TASK TO COMPLETE
Check every line of the data for the string "body" and copy the ones that have it.

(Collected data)
//! Issue tracker integration.
//!
//! The `GenericTrackerClient` trait creates a single ticket and reports the
//! tracker's raw answer, leaving the status mapping to the caller.

pub mod jira;

use std::{ops::Deref, sync::Arc};

use async_trait::async_trait;
use serde::Serialize;

use crate::base::{
    error::SubmitError,
    types::{ISSUE_TYPE, TrackerCredentials},
};

// Types.

/// Issue-creation body in the shape the Jira REST API expects.
#[derive(Debug, Clone, PartialEq, Eq, Serialize)]
pub struct CreateIssueRequest {
    pub fields: CreateIssueFields,
}

#[derive(Debug, Clone, PartialEq, Eq, Serialize)]
pub struct CreateIssueFields {
    pub project: ProjectRef,
    pub summary: String,
    pub description: String,
    #[serde(rename = "issuetype")]
    pub issue_type: IssueTypeRef,
}

#[derive(Debug, Clone, PartialEq, Eq, Serialize)]
pub struct ProjectRef {
    pub key: String,
}

#[derive(Debug, Clone, PartialEq, Eq, Serialize)]
pub struct IssueTypeRef {
    pub name: String,
}

impl CreateIssueRequest {
    /// Build a `Task` in the given project.
    pub fn task(project_key: &str, summary: &str, description: &str) -> Self {
        Self {
            fields: CreateIssueFields {
                project: ProjectRef { key: project_key.to_string() },
                summary: summary.to_string(),
                description: description.to_string(),
                issue_type: IssueTypeRef { name: ISSUE_TYPE.to_string() },
            },
        }
    }
}

/// What the tracker answered, verbatim.
#[derive(Debug, Clone, PartialEq, Eq)]
pub struct TrackerResponse {
    pub status: u16,
    pub body: String,
}

// Traits.

/// Generic issue tracker trait that clients must implement.
#[async_trait]
pub trait GenericTrackerClient: Send + Sync + 'static {
    /// Send one issue-creation request.
    ///
    /// Any HTTP answer, including error statuses, is an `Ok`; only failing to
    /// get an answer at all is an `Err`.
    async fn create_issue(&self, credentials: &TrackerCredentials, request: &CreateIssueRequest) -> Result<TrackerResponse, SubmitError>;
}

// Structs.

/// Tracker client for the application.
///
/// This is trivially cloneable and can be passed around without the need for `Arc` or `Mutex`.
#[derive(Clone)]
pub struct TrackerClient {
    inner: Arc<dyn GenericTrackerClient>,
}

impl Deref for TrackerClient {
    type Target = dyn GenericTrackerClient;

    fn deref(&self) -> &Self::Target {
        &*self.inner
    }
}

impl TrackerClient {
    pub fn new(inner: Arc<dyn GenericTrackerClient>) -> Self {
        Self { inner }
    }
}

// Tests.

#[cfg(test)]
mod tests {
    use serde_json::json;

    use super::*;

    #[test]
    fn test_task_request_shape() {
        let request = CreateIssueRequest::task("OPS", "Bug", "desc");

        assert_eq!(
            serde_json::to_value(&request).unwrap(),
            json!({
                "fields": {
                    "project": { "key": "OPS" },
                    "summary": "Bug",
                    "description": "desc",
                    "issuetype": { "name": "Task" }
                }
            })
        );
    }
}
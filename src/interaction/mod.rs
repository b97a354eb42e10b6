//! Event handling for jira-webhook-bot.
//!
//! This module turns an inbound webhook event into a handler response:
//! - Parsing the GitHub issue comment payload
//! - Checking the comment for the trigger token
//! - Coordinating credential resolution and ticket creation

pub mod issue_comment;
//! Core components, types, and utilities for the jira-webhook-bot.
//!
//! This module contains fundamental building blocks used throughout the application:
//! - Configuration handling and environment variables.
//! - Inbound event, payload, and response types.
//! - The tagged error type used when submitting tickets.

pub mod config;
pub mod error;
pub mod types;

WORKED SOLUTION
/// Issue-creation body in the shape the Jira REST API expects.
    pub body: String,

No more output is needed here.